Williams credits the front-line juvenile probation counselors and supervisor team for creative thinking and embracing partnership with young people and families. “We’ve empowered staff to speak freely, and as a result, they feel heard, respected and treated fairly so they can show up for the work and thrive,” Williams says.
Pierce County probation counselors work closely with an infrastructure of more than 20 community-based partners, an advisory council of young people’s family members and a group of trained mentors called credible messengers whose life experiences allow them to relate to and reach young people engaged in risky behavior. Unlike many of its peers, the county rarely sends its youth to state-run correctional facilities, residential treatment centers or group homes.

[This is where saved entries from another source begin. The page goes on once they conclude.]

//! Core data structures for Aseprite format components.
//!
//! This module defines the fixed-layout records and enumerations used
//! throughout the library:
//! - The file header
//! - Chunk type tags
//! - Layer, blend and tag enumerations
//! - The import selector driving group/tag filtering

/// Magic number of the 128-byte file header.
pub const HEADER_MAGIC: u16 = 0xA5E0;

/// Magic number every frame header must carry.
pub const FRAME_MAGIC: u16 = 0xF1FA;

/// Old chunk-count value telling the reader to look at the wide count.
pub const CHUNK_COUNT_SENTINEL: u32 = 0xFFFF;

/// Size of the file header in bytes.
pub const HEADER_SIZE: usize = 128;

/// Size of a frame header in bytes.
pub const FRAME_HEADER_SIZE: usize = 16;

/// Size of a chunk header (DWORD size + WORD type) in bytes.
pub const CHUNK_HEADER_SIZE: usize = 6;

/// Pixel format of the sprite.
#[derive(Debug, Clone, Copy, PartialEq, Eq)]
pub enum ColorDepth {
    Rgba,
    Grayscale,
    Indexed,
    Unknown(u16),
}

impl From<u16> for ColorDepth {
    fn from(bits: u16) -> Self {
        match bits {
            32 => Self::Rgba,
            16 => Self::Grayscale,
            8 => Self::Indexed,
            other => Self::Unknown(other),
        }
    }
}

impl ColorDepth {
    /// Bytes per pixel, if the depth is known.
    pub fn bytes_per_pixel(&self) -> Option<usize> {
        match self {
            ColorDepth::Rgba => Some(4),
            ColorDepth::Grayscale => Some(2),
            ColorDepth::Indexed => Some(1),
            ColorDepth::Unknown(_) => None,
        }
    }
}

/// Parsed 128-byte file header.
#[derive(Debug, Clone)]
pub struct AseHeader {
    pub file_size: u32,
    pub magic: u16,
    pub num_frames: u16,
    pub width: u16,
    pub height: u16,
    pub color_depth: ColorDepth,
    pub flags: u32,
    /// Deprecated global speed; frames carry their own durations.
    pub speed: u16,
    pub transparent_index: u8,
    pub num_colors: u16,
    pub pixel_width: u8,
    pub pixel_height: u8,
    pub grid_x: i16,
    pub grid_y: i16,
    pub grid_width: u16,
    pub grid_height: u16,
}

/// Chunk type tags.
///
/// Tags the reader does not know are kept as `Unknown` so newer files still load.
#[derive(Debug, Clone, Copy, PartialEq, Eq, Hash)]
pub enum ChunkType {
    OldPalette,
    OldPalette2,
    Layer,
    Cel,
    CelExtra,
    ColorProfile,
    ExternalFiles,
    Mask,
    Path,
    FrameTags,
    Palette,
    UserData,
    Slice,
    Tileset,
    Unknown(u16),
}

impl From<u16> for ChunkType {
    fn from(value: u16) -> Self {
        match value {
            0x0004 => Self::OldPalette,
            0x0011 => Self::OldPalette2,
            0x2004 => Self::Layer,
            0x2005 => Self::Cel,
            0x2006 => Self::CelExtra,
            0x2007 => Self::ColorProfile,
            0x2008 => Self::ExternalFiles,
            0x2016 => Self::Mask,
            0x2017 => Self::Path,
            0x2018 => Self::FrameTags,
            0x2019 => Self::Palette,
            0x2020 => Self::UserData,
            0x2022 => Self::Slice,
            0x2023 => Self::Tileset,
            other => Self::Unknown(other),
        }
    }
}

impl From<ChunkType> for u16 {
    fn from(chunk_type: ChunkType) -> Self {
        match chunk_type {
            ChunkType::OldPalette => 0x0004,
            ChunkType::OldPalette2 => 0x0011,
            ChunkType::Layer => 0x2004,
            ChunkType::Cel => 0x2005,
            ChunkType::CelExtra => 0x2006,
            ChunkType::ColorProfile => 0x2007,
            ChunkType::ExternalFiles => 0x2008,
            ChunkType::Mask => 0x2016,
            ChunkType::Path => 0x2017,
            ChunkType::FrameTags => 0x2018,
            ChunkType::Palette => 0x2019,
            ChunkType::UserData => 0x2020,
            ChunkType::Slice => 0x2022,
            ChunkType::Tileset => 0x2023,
            ChunkType::Unknown(other) => other,
        }
    }
}

impl std::fmt::Display for ChunkType {
    fn fmt(&self, f: &mut std::fmt::Formatter) -> std::fmt::Result {
        match self {
            ChunkType::Unknown(tag) => write!(f, "unknown({:#06x})", tag),
            known => write!(f, "{:?}", known),
        }
    }
}

/// Layer flag bitmask.
#[derive(Debug, Clone, Copy, Default, PartialEq, Eq)]
pub struct LayerFlags(pub u16);

impl LayerFlags {
    pub const VISIBLE: u16 = 0x0001;
    pub const EDITABLE: u16 = 0x0002;
    pub const LOCK_MOVEMENT: u16 = 0x0004;
    pub const BACKGROUND: u16 = 0x0008;
    pub const PREFER_LINKED_CELS: u16 = 0x0010;
    pub const COLLAPSED: u16 = 0x0020;
    pub const REFERENCE: u16 = 0x0040;

    pub fn contains(&self, flag: u16) -> bool {
        self.0 & flag == flag
    }

    pub fn is_visible(&self) -> bool {
        self.contains(Self::VISIBLE)
    }

    pub fn is_reference(&self) -> bool {
        self.contains(Self::REFERENCE)
    }
}

#[derive(Debug, Clone, Copy, PartialEq, Eq)]
pub enum LayerType {
    Normal,
    Group,
    Tilemap,
    Unknown(u16),
}

impl From<u16> for LayerType {
    fn from(value: u16) -> Self {
        match value {
            0 => Self::Normal,
            1 => Self::Group,
            2 => Self::Tilemap,
            other => Self::Unknown(other),
        }
    }
}

#[derive(Debug, Clone, Copy, PartialEq, Eq)]
pub enum BlendMode {
    Normal,
    Multiply,
    Screen,
    Overlay,
    Darken,
    Lighten,
    ColorDodge,
    ColorBurn,
    HardLight,
    SoftLight,
    Difference,
    Exclusion,
    Hue,
    Saturation,
    Color,
    Luminosity,
    Addition,
    Subtract,
    Divide,
    Unknown(u16),
}

impl From<u16> for BlendMode {
    fn from(value: u16) -> Self {
        match value {
            0 => Self::Normal,
            1 => Self::Multiply,
            2 => Self::Screen,
            3 => Self::Overlay,
            4 => Self::Darken,
            5 => Self::Lighten,
            6 => Self::ColorDodge,
            7 => Self::ColorBurn,
            8 => Self::HardLight,
            9 => Self::SoftLight,
            10 => Self::Difference,
            11 => Self::Exclusion,
            12 => Self::Hue,
            13 => Self::Saturation,
            14 => Self::Color,
            15 => Self::Luminosity,
            16 => Self::Addition,
            17 => Self::Subtract,
            18 => Self::Divide,
            other => Self::Unknown(other),
        }
    }
}

/// Playback direction of a frame tag.
#[derive(Debug, Clone, Copy, PartialEq, Eq)]
pub enum LoopDirection {
    Forward,
    Reverse,
    PingPong,
    PingPongReverse,
    Unknown(u8),
}

impl From<u8> for LoopDirection {
    fn from(value: u8) -> Self {
        match value {
            0 => Self::Forward,
            1 => Self::Reverse,
            2 => Self::PingPong,
            3 => Self::PingPongReverse,
            other => Self::Unknown(other),
        }
    }
}

/// Selects which layer group and which frame tags survive an import.
///
/// Both prefixes are literal, case-sensitive `starts_with` matches.
#[derive(Debug, Clone, PartialEq, Eq)]
pub struct ImportSelector {
    /// Layers whose group name starts with this prefix are imported, and
    /// tags whose name starts with it are kept.
    pub group_prefix: String,
    /// Tags whose name starts with this prefix are kept regardless of group.
    pub tag_also_prefix: String,
}

impl ImportSelector {
    pub fn new(group_prefix: impl Into<String>, tag_also_prefix: impl Into<String>) -> Self {
        Self {
            group_prefix: group_prefix.into(),
            tag_also_prefix: tag_also_prefix.into(),
        }
    }

    /// True if a group with this name is selected.
    pub fn matches_group(&self, group_name: &str) -> bool {
        group_name.starts_with(&self.group_prefix)
    }

    /// True if a tag with this name survives filtering.
    pub fn keeps_tag(&self, tag_name: &str) -> bool {
        tag_name.starts_with(&self.group_prefix) || tag_name.starts_with(&self.tag_also_prefix)
    }
}

#[cfg(test)]
mod tests {
    use super::*;

    #[test]
    fn chunk_type_tags_survive_conversion() {
        for tag in [0x0004u16, 0x2004, 0x2005, 0x2018, 0x2019, 0x2023, 0x7777] {
            assert_eq!(u16::from(ChunkType::from(tag)), tag);
        }
        assert_eq!(ChunkType::from(0x7777), ChunkType::Unknown(0x7777));
        assert_eq!(ChunkType::Unknown(0x7777).to_string(), "unknown(0x7777)");
    }

    #[test]
    fn selector_prefixes_are_literal_and_case_sensitive() {
        let selector = ImportSelector::new("Root", "Always");
        assert!(selector.matches_group("Root/Body"));
        assert!(!selector.matches_group("root"));
        assert!(!selector.matches_group("MyRoot"));

        assert!(selector.keeps_tag("Root_Walk"));
        assert!(selector.keeps_tag("Always_Idle"));
        assert!(!selector.keeps_tag("FX_Blast"));
    }

    #[test]
    fn empty_also_prefix_keeps_every_tag() {
        let selector = ImportSelector::new("Root", "");
        assert!(selector.keeps_tag("FX_Blast"));
    }

    #[test]
    fn layer_flags() {
        let flags = LayerFlags(LayerFlags::VISIBLE | LayerFlags::REFERENCE);
        assert!(flags.is_visible());
        assert!(flags.is_reference());
        assert!(!flags.contains(LayerFlags::BACKGROUND));
    }
}
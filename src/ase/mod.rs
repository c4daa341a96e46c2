//! Core Aseprite reader module

pub mod filter;
pub mod format;
pub mod reader;
pub mod types;
pub mod utils;
pub mod visitor;

pub use reader::AseFile;
pub use types::error::{AseError, Result};
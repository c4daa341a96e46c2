//! Low-level byte reading utilities

use std::io::{Cursor, Read};
use byteorder::{LittleEndian, ReadBytesExt};
use super::types::error::{AseError, Result};

/// Sequential little-endian reader over an in-memory buffer.
///
/// Every read advances the cursor; there is no seeking backwards. Reads
/// that run past the end of the buffer fail with
/// [`AseError::TruncatedInput`] carrying the absolute file offset.
#[derive(Debug)]
pub struct AseReader<'a> {
    cursor: Cursor<&'a [u8]>,
    /// Absolute offset of `cursor`'s first byte within the file.
    base: u64,
}

impl<'a> AseReader<'a> {
    pub fn new(data: &'a [u8]) -> Self {
        Self::with_base(data, 0)
    }

    fn with_base(data: &'a [u8], base: u64) -> Self {
        Self {
            cursor: Cursor::new(data),
            base,
        }
    }

    /// Absolute offset of the next byte to be read.
    pub fn position(&self) -> u64 {
        self.base + self.cursor.position()
    }

    pub fn remaining(&self) -> usize {
        let len = self.cursor.get_ref().len() as u64;
        len.saturating_sub(self.cursor.position()) as usize
    }

    pub fn is_empty(&self) -> bool {
        self.remaining() == 0
    }

    fn ensure(&self, needed: usize) -> Result<()> {
        if self.remaining() < needed {
            return Err(AseError::TruncatedInput {
                offset: self.position(),
                needed: needed as u64,
                available: self.remaining() as u64,
            });
        }
        Ok(())
    }

    fn read_fixed<T>(
        &mut self,
        width: usize,
        read: impl FnOnce(&mut Cursor<&'a [u8]>) -> std::io::Result<T>,
    ) -> Result<T> {
        self.ensure(width)?;
        let offset = self.position();
        read(&mut self.cursor).map_err(|_| AseError::TruncatedInput {
            offset,
            needed: width as u64,
            available: 0,
        })
    }

    /// BYTE
    pub fn read_u8(&mut self) -> Result<u8> {
        self.read_fixed(1, |c| c.read_u8())
    }

    /// WORD
    pub fn read_u16(&mut self) -> Result<u16> {
        self.read_fixed(2, |c| c.read_u16::<LittleEndian>())
    }

    /// SHORT
    pub fn read_i16(&mut self) -> Result<i16> {
        self.read_fixed(2, |c| c.read_i16::<LittleEndian>())
    }

    /// DWORD
    pub fn read_u32(&mut self) -> Result<u32> {
        self.read_fixed(4, |c| c.read_u32::<LittleEndian>())
    }

    pub fn read_bytes(&mut self, len: usize) -> Result<Vec<u8>> {
        let mut buf = vec![0u8; len];
        self.read_fixed(len, |c| c.read_exact(&mut buf))?;
        Ok(buf)
    }

    /// Reads everything left in the buffer.
    pub fn read_to_end(&mut self) -> Result<Vec<u8>> {
        self.read_bytes(self.remaining())
    }

    pub fn skip(&mut self, len: usize) -> Result<()> {
        self.ensure(len)?;
        self.cursor.set_position(self.cursor.position() + len as u64);
        Ok(())
    }

    /// STRING: WORD byte length followed by UTF-8 bytes (no terminator).
    pub fn read_string(&mut self) -> Result<String> {
        let len = self.read_u16()? as usize;
        let bytes = self.read_bytes(len)?;
        Ok(String::from_utf8_lossy(&bytes).into_owned())
    }

    /// Splits off the next `len` bytes as an independent reader and advances
    /// past them. Offsets reported by the sub-reader stay absolute.
    pub fn take(&mut self, len: usize) -> Result<AseReader<'a>> {
        self.ensure(len)?;
        let start = self.cursor.position() as usize;
        let data: &'a [u8] = *self.cursor.get_ref();
        let sub = AseReader::with_base(&data[start..start + len], self.position());
        self.cursor.set_position((start + len) as u64);
        Ok(sub)
    }
}
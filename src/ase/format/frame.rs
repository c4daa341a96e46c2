//! Frame decoding.
//!
//! # Frame Structure
//! ```text
//! [4 bytes] Bytes in this frame
//! [2 bytes] Magic number (0xF1FA)
//! [2 bytes] Old chunk count (0xFFFF means "see the wide count")
//! [2 bytes] Frame duration in milliseconds
//! [2 bytes] Reserved
//! [4 bytes] Wide chunk count (0 in old files)
//! [chunks]  Each: [4 bytes] size incl. header, [2 bytes] type, payload
//! ```

use log::{debug, trace};

use super::chunks::ChunkDecoder;
use crate::ase::types::chunks::{CelChunk, Chunk, LayerChunk};
use crate::ase::types::error::{AseError, Result};
use crate::ase::types::models::{CHUNK_COUNT_SENTINEL, CHUNK_HEADER_SIZE, ChunkType, FRAME_MAGIC};
use crate::ase::utils::AseReader;

/// One animation frame and the chunks it carries.
#[derive(Debug, Clone, PartialEq)]
pub struct AseFrame {
    /// Position of the frame in the file. Never renumbered, even after
    /// other frames are filtered out.
    pub index: usize,
    pub num_bytes: u32,
    pub magic: u16,
    pub num_chunks: u32,
    pub duration_ms: u16,
    pub chunks: Vec<Chunk>,
}

impl AseFrame {
    pub fn layers(&self) -> impl Iterator<Item = &LayerChunk> {
        self.chunks.iter().filter_map(Chunk::as_layer)
    }

    pub fn cels(&self) -> impl Iterator<Item = &CelChunk> {
        self.chunks.iter().filter_map(Chunk::as_cel)
    }
}

/// Decodes the frame starting at the reader's cursor.
///
/// The cursor ends up exactly past the last declared chunk. A frame whose
/// magic number is wrong means the stream is out of sync, and the whole
/// decode fails with [`AseError::MalformedFrame`].
pub fn parse<D: ChunkDecoder + ?Sized>(
    reader: &mut AseReader,
    index: usize,
    decoder: &D,
) -> Result<AseFrame> {
    let frame_offset = reader.position();

    let num_bytes = reader.read_u32()?;
    let magic = reader.read_u16()?;
    if magic != FRAME_MAGIC {
        return Err(AseError::MalformedFrame {
            frame: index,
            offset: frame_offset,
            magic,
        });
    }
    let declared_chunks = reader.read_u16()? as u32;
    let duration_ms = reader.read_u16()?;
    reader.skip(2)?;
    let wide_chunks = reader.read_u32()?;

    let num_chunks = resolve_chunk_count(declared_chunks, wide_chunks);
    debug!(
        "Frame {} at {:#x}: {} bytes, {} chunks, {} ms",
        index, frame_offset, num_bytes, num_chunks, duration_ms
    );

    let mut chunks = Vec::with_capacity((num_chunks as usize).min(reader.remaining() / CHUNK_HEADER_SIZE));
    for _ in 0..num_chunks {
        chunks.push(parse_chunk(reader, decoder)?);
    }

    Ok(AseFrame {
        index,
        num_bytes,
        magic,
        num_chunks,
        duration_ms,
        chunks,
    })
}

/// The old WORD count wins unless it is the sentinel and the wide count is larger.
fn resolve_chunk_count(declared: u32, wide: u32) -> u32 {
    if declared == CHUNK_COUNT_SENTINEL && declared < wide {
        wide
    } else {
        declared
    }
}

fn parse_chunk<D: ChunkDecoder + ?Sized>(reader: &mut AseReader, decoder: &D) -> Result<Chunk> {
    let offset = reader.position();
    let size = reader.read_u32()?;
    if (size as usize) < CHUNK_HEADER_SIZE {
        return Err(AseError::InvalidChunk { offset, size });
    }
    let chunk_type = ChunkType::from(reader.read_u16()?);

    let mut payload = reader.take(size as usize - CHUNK_HEADER_SIZE)?;
    let chunk = decoder.decode_chunk(chunk_type, &mut payload)?;
    if !payload.is_empty() {
        trace!(
            "{} chunk at {:#x}: {} trailing payload bytes ignored",
            chunk_type,
            offset,
            payload.remaining()
        );
    }

    Ok(chunk)
}

#[cfg(test)]
mod tests {
    use super::*;
    use crate::ase::format::chunks::DefaultChunkDecoder;
    use crate::ase::types::chunks::OtherChunk;

    fn frame_bytes(magic: u16, declared: u16, wide: u32, chunks: &[(u16, &[u8])]) -> Vec<u8> {
        let mut body = Vec::new();
        for (chunk_type, payload) in chunks {
            body.extend_from_slice(&((payload.len() + CHUNK_HEADER_SIZE) as u32).to_le_bytes());
            body.extend_from_slice(&chunk_type.to_le_bytes());
            body.extend_from_slice(payload);
        }
        let mut data = Vec::new();
        data.extend_from_slice(&((body.len() + 16) as u32).to_le_bytes());
        data.extend_from_slice(&magic.to_le_bytes());
        data.extend_from_slice(&declared.to_le_bytes());
        data.extend_from_slice(&100u16.to_le_bytes());
        data.extend_from_slice(&[0, 0]);
        data.extend_from_slice(&wide.to_le_bytes());
        data.extend_from_slice(&body);
        data
    }

    #[test]
    fn chunk_count_policy() {
        assert_eq!(resolve_chunk_count(3, 0), 3);
        assert_eq!(resolve_chunk_count(3, 9), 3);
        assert_eq!(resolve_chunk_count(0xFFFF, 0x10000), 0x10000);
        assert_eq!(resolve_chunk_count(0xFFFF, 2), 0xFFFF);
    }

    #[test]
    fn decodes_chunks_and_stops_at_frame_end() {
        let mut data = frame_bytes(FRAME_MAGIC, 2, 2, &[(0x7777, &[1u8, 2][..]), (0x2007, &[0u8; 0][..])]);
        data.push(0xAB);
        let mut reader = AseReader::new(&data);
        let frame = parse(&mut reader, 4, &DefaultChunkDecoder).unwrap();
        assert_eq!(frame.index, 4);
        assert_eq!(frame.duration_ms, 100);
        assert_eq!(frame.num_chunks, 2);
        assert_eq!(
            frame.chunks[0],
            Chunk::Other(OtherChunk { chunk_type: ChunkType::Unknown(0x7777), data: vec![1, 2] })
        );
        assert_eq!(frame.chunks[1].chunk_type(), ChunkType::ColorProfile);
        assert_eq!(reader.remaining(), 1);
    }

    #[test]
    fn bad_magic_is_fatal() {
        let data = frame_bytes(0xBEEF, 0, 0, &[]);
        let mut reader = AseReader::new(&data);
        match parse(&mut reader, 2, &DefaultChunkDecoder) {
            Err(AseError::MalformedFrame { frame, offset, magic }) => {
                assert_eq!((frame, offset, magic), (2, 0, 0xBEEF));
            }
            other => panic!("expected malformed frame, got {:?}", other),
        }
    }

    #[test]
    fn undersized_chunk_is_rejected() {
        let mut data = frame_bytes(FRAME_MAGIC, 1, 0, &[]);
        data.extend_from_slice(&4u32.to_le_bytes());
        data.extend_from_slice(&0x2005u16.to_le_bytes());
        let mut reader = AseReader::new(&data);
        assert!(matches!(
            parse(&mut reader, 0, &DefaultChunkDecoder),
            Err(AseError::InvalidChunk { offset: 16, size: 4 })
        ));
    }

    #[test]
    fn missing_chunks_are_truncated() {
        let data = frame_bytes(FRAME_MAGIC, 3, 0, &[(0x7777, &[1u8][..])]);
        let mut reader = AseReader::new(&data);
        assert!(matches!(
            parse(&mut reader, 0, &DefaultChunkDecoder),
            Err(AseError::TruncatedInput { .. })
        ));
    }
}
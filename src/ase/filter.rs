//! Layer-group and tag filtering.
//!
//! Layers are stored flat in frame 0, each with a `child_level` that only
//! says how deep it sits relative to the layer before it. The filter
//! rebuilds the hierarchy from that stream, picks the layers living under
//! the selected group, keeps the selected tags, and prunes frames and cels
//! so that what remains is a self-consistent animation.
//!
//! Group and parent come from one ancestor stack: `group` is the oldest
//! entry, `parent` the newest. A drop in `child_level` pops a single entry
//! however many levels it spans, so for hierarchies deeper than one level
//! the results differ from a strict tree walk. Importers depend on this
//! behaviour, so it is kept as is.

use std::collections::HashSet;
use log::debug;

use super::format::frame::AseFrame;
use super::reader::AseFile;
use super::types::chunks::{Chunk, FrameTagsChunk, LayerChunk};
use super::types::models::ImportSelector;

/// Assigns `index`, `group` and `parent` to every layer, in file order.
///
/// Running it again on the same layers yields the same assignments.
pub fn reconstruct_hierarchy(layers: &mut [LayerChunk]) {
    let mut ancestors: Vec<usize> = Vec::new();
    let mut previous_level: Option<u16> = None;

    for (index, layer) in layers.iter_mut().enumerate() {
        if let Some(previous) = previous_level {
            if layer.child_level > previous {
                ancestors.push(index - 1);
            } else if layer.child_level < previous {
                // A level drop before any nesting has nothing to pop.
                ancestors.pop();
            }
        }

        layer.group = ancestors.first().copied();
        layer.parent = ancestors.last().copied();
        layer.index = Some(index);

        previous_level = Some(layer.child_level);
    }
}

/// True if the layer's group is named with the selector's group prefix.
///
/// Layers without a group (top-level layers) never match.
pub fn is_match(layers: &[LayerChunk], layer: &LayerChunk, selector: &ImportSelector) -> bool {
    layer
        .group
        .and_then(|group| layers.get(group))
        .is_some_and(|group| selector.matches_group(&group.name))
}

/// Indices of the layers selected for import.
pub fn matching_layer_indices(layers: &[LayerChunk], selector: &ImportSelector) -> HashSet<usize> {
    layers
        .iter()
        .filter(|layer| is_match(layers, layer, selector))
        .filter_map(|layer| layer.index)
        .collect()
}

/// Drops every tag the selector does not keep. Survivors keep their order.
pub fn filter_tags(tags: &mut FrameTagsChunk, selector: &ImportSelector) {
    tags.entries.retain(|entry| selector.keeps_tag(&entry.name));
}

/// Runs the full filter over an assembled file.
pub(crate) fn apply(file: &mut AseFile, selector: &ImportSelector) {
    // Layers now live in `file.layers`; frame 0 no longer needs them as chunks.
    if let Some(first) = file.frames.first_mut() {
        first.chunks.retain(|chunk| !matches!(chunk, Chunk::Layer(_)));
    }

    reconstruct_hierarchy(&mut file.layers);
    let matching = matching_layer_indices(&file.layers, selector);
    debug!(
        "Group prefix '{}' matches {} of {} layers",
        selector.group_prefix,
        matching.len(),
        file.layers.len()
    );

    if let Some(tags) = file.tags.as_mut() {
        let before = tags.entries.len();
        filter_tags(tags, selector);
        debug!("Kept {} of {} tags", tags.entries.len(), before);

        // Frame 0 carries the same table; keep it in step for visitors.
        if let Some(first) = file.frames.first_mut()
            && let Some(Chunk::FrameTags(table)) = first
                .chunks
                .iter_mut()
                .find(|chunk| matches!(chunk, Chunk::FrameTags(_)))
        {
            filter_tags(table, selector);
        }
    }

    let tags = file.tags.as_ref().map(|t| t.entries.as_slice()).unwrap_or(&[]);
    let frames = std::mem::take(&mut file.frames);
    let total_frames = frames.len();
    let mut removed_cels = 0;

    let kept: Vec<AseFrame> = frames
        .into_iter()
        .filter(|frame| tags.is_empty() || tags.iter().any(|tag| tag.contains(frame.index)))
        .map(|mut frame| {
            let before = frame.chunks.len();
            frame.chunks.retain(|chunk| match chunk {
                Chunk::Cel(cel) => matching.contains(&(cel.layer_index as usize)),
                _ => true,
            });
            removed_cels += before - frame.chunks.len();
            frame
        })
        .collect();

    debug!(
        "Kept {} of {} frames, removed {} cels",
        kept.len(),
        total_frames,
        removed_cels
    );
    file.frames = kept;
}
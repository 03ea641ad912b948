//! Move record: a candidate or executed transition between two positions.

use std::fmt;

use crate::game_state::chess_types::Square;
use crate::game_state::piece::Piece;

/// A move as produced by the generator and consumed by the applier.
///
/// `Move::default()` is the null move: no squares, no flags, no capture and
/// no promotion. For an en passant capture `captured_piece` is the enemy pawn,
/// which stands beside the destination rather than on it.
#[derive(Debug, Clone, Copy, Default, PartialEq, Eq, Hash)]
pub struct Move {
    pub start: Option<Square>,
    pub end: Option<Square>,
    pub short_castle: bool,
    pub long_castle: bool,
    pub en_passant: bool,
    pub captured_piece: Piece,
    pub promotion: Piece,
}

impl Move {
    /// Plain move or capture between two squares.
    #[inline]
    pub fn new(start: Square, end: Square, captured_piece: Piece) -> Self {
        Self {
            start: Some(start),
            end: Some(end),
            captured_piece,
            ..Self::default()
        }
    }

    #[inline]
    pub fn is_null(&self) -> bool {
        self.start.is_none() || self.end.is_none()
    }

    #[inline]
    pub fn is_capture(&self) -> bool {
        !self.captured_piece.is_none()
    }

    #[inline]
    pub fn is_castle(&self) -> bool {
        self.short_castle || self.long_castle
    }

    #[inline]
    pub fn is_promotion(&self) -> bool {
        !self.promotion.is_none()
    }
}

/// Long algebraic text: `e2e4`, `e7e8q`, `0000` for the null move.
impl fmt::Display for Move {
    fn fmt(&self, f: &mut fmt::Formatter<'_>) -> fmt::Result {
        let (Some(start), Some(end)) = (self.start, self.end) else {
            return f.write_str("0000");
        };
        write!(f, "{start}{end}")?;
        if let Some(piece_type) = self.promotion.piece_type() {
            write!(f, "{}", piece_type.letter().to_ascii_lowercase())?;
        }
        Ok(())
    }
}

#[cfg(test)]
mod tests {
    use super::Move;
    use crate::game_state::chess_types::Square;
    use crate::game_state::piece::Piece;

    fn sq(text: &str) -> Square {
        text.parse().expect("test square should parse")
    }

    #[test]
    fn default_is_the_null_move() {
        let mv = Move::default();
        assert!(mv.is_null());
        assert!(!mv.is_capture() && !mv.is_castle() && !mv.is_promotion());
        assert!(!mv.en_passant);
        assert_eq!(mv.captured_piece, Piece::NONE);
        assert_eq!(mv.to_string(), "0000");
    }

    #[test]
    fn equality_is_field_by_field() {
        let quiet = Move::new(sq("g1"), sq("f3"), Piece::NONE);
        assert_eq!(quiet, Move::new(sq("g1"), sq("f3"), Piece::NONE));

        let capture = Move::new(sq("g1"), sq("f3"), Piece::BLACK_PAWN);
        assert_ne!(quiet, capture);
        assert!(capture.is_capture());
    }

    #[test]
    fn long_algebraic_display() {
        let push = Move::new(sq("e2"), sq("e4"), Piece::NONE);
        assert_eq!(push.to_string(), "e2e4");

        let promotion = Move {
            promotion: Piece::BLACK_KNIGHT,
            ..Move::new(sq("b2"), sq("a1"), Piece::WHITE_ROOK)
        };
        assert_eq!(promotion.to_string(), "b2a1n");
    }
}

Pierce County’s data analysis showed the need for specific strategies to ensure that youth of color had the opportunity to succeed on probation instead of placement. In 2016, for example, after the probation department recognized that Black youth were more likely to be confined than white youth, administrators created Pathways to Success, a nine- to 12-month specialized probation program for Black youth. Pathways encourages probation counselors to work with families to support and guide youth most at risk of confinement with comprehensive support, including credible messenger mentors who help the young people address the challenges they face. During a session with a mentor, a young participant reflected: “I appreciate how you got really into detail about your personal life, and you gave us advice about how to fix our personal lives. I think of this as an actual learning experience.”
In 2016, Washington State laws changed to give courts more discretion to use probation instead of out-of-home placement for youth with serious offenses such as robbery. Pierce County seized this opportunity and has asked the court to entrust probation with an increasingly larger percentage of youth with more serious cases. Of all youth with charges in that category, the share who received probation instead of incarceration as a disposition grew from 40% in 2016 to 77% in 2021.
To transform youth probation, systems need to rethink the roles of probation staff and the population of young people on probation caseloads. By diverting less serious cases outside the system and concentrating on more serious cases, systems can focus limited probation resources on helping more young people succeed in the community while keeping the community safe.
“Pierce County has always been a strong system that strived for the best possible results for young people and their families and communities, guided by research and a resolute focus on racial equity and community safety,” says Lipow. “By leaning into partnerships with young people, families, communities and probation staff, Pierce County continues to prove that justice is best served when the community leads.”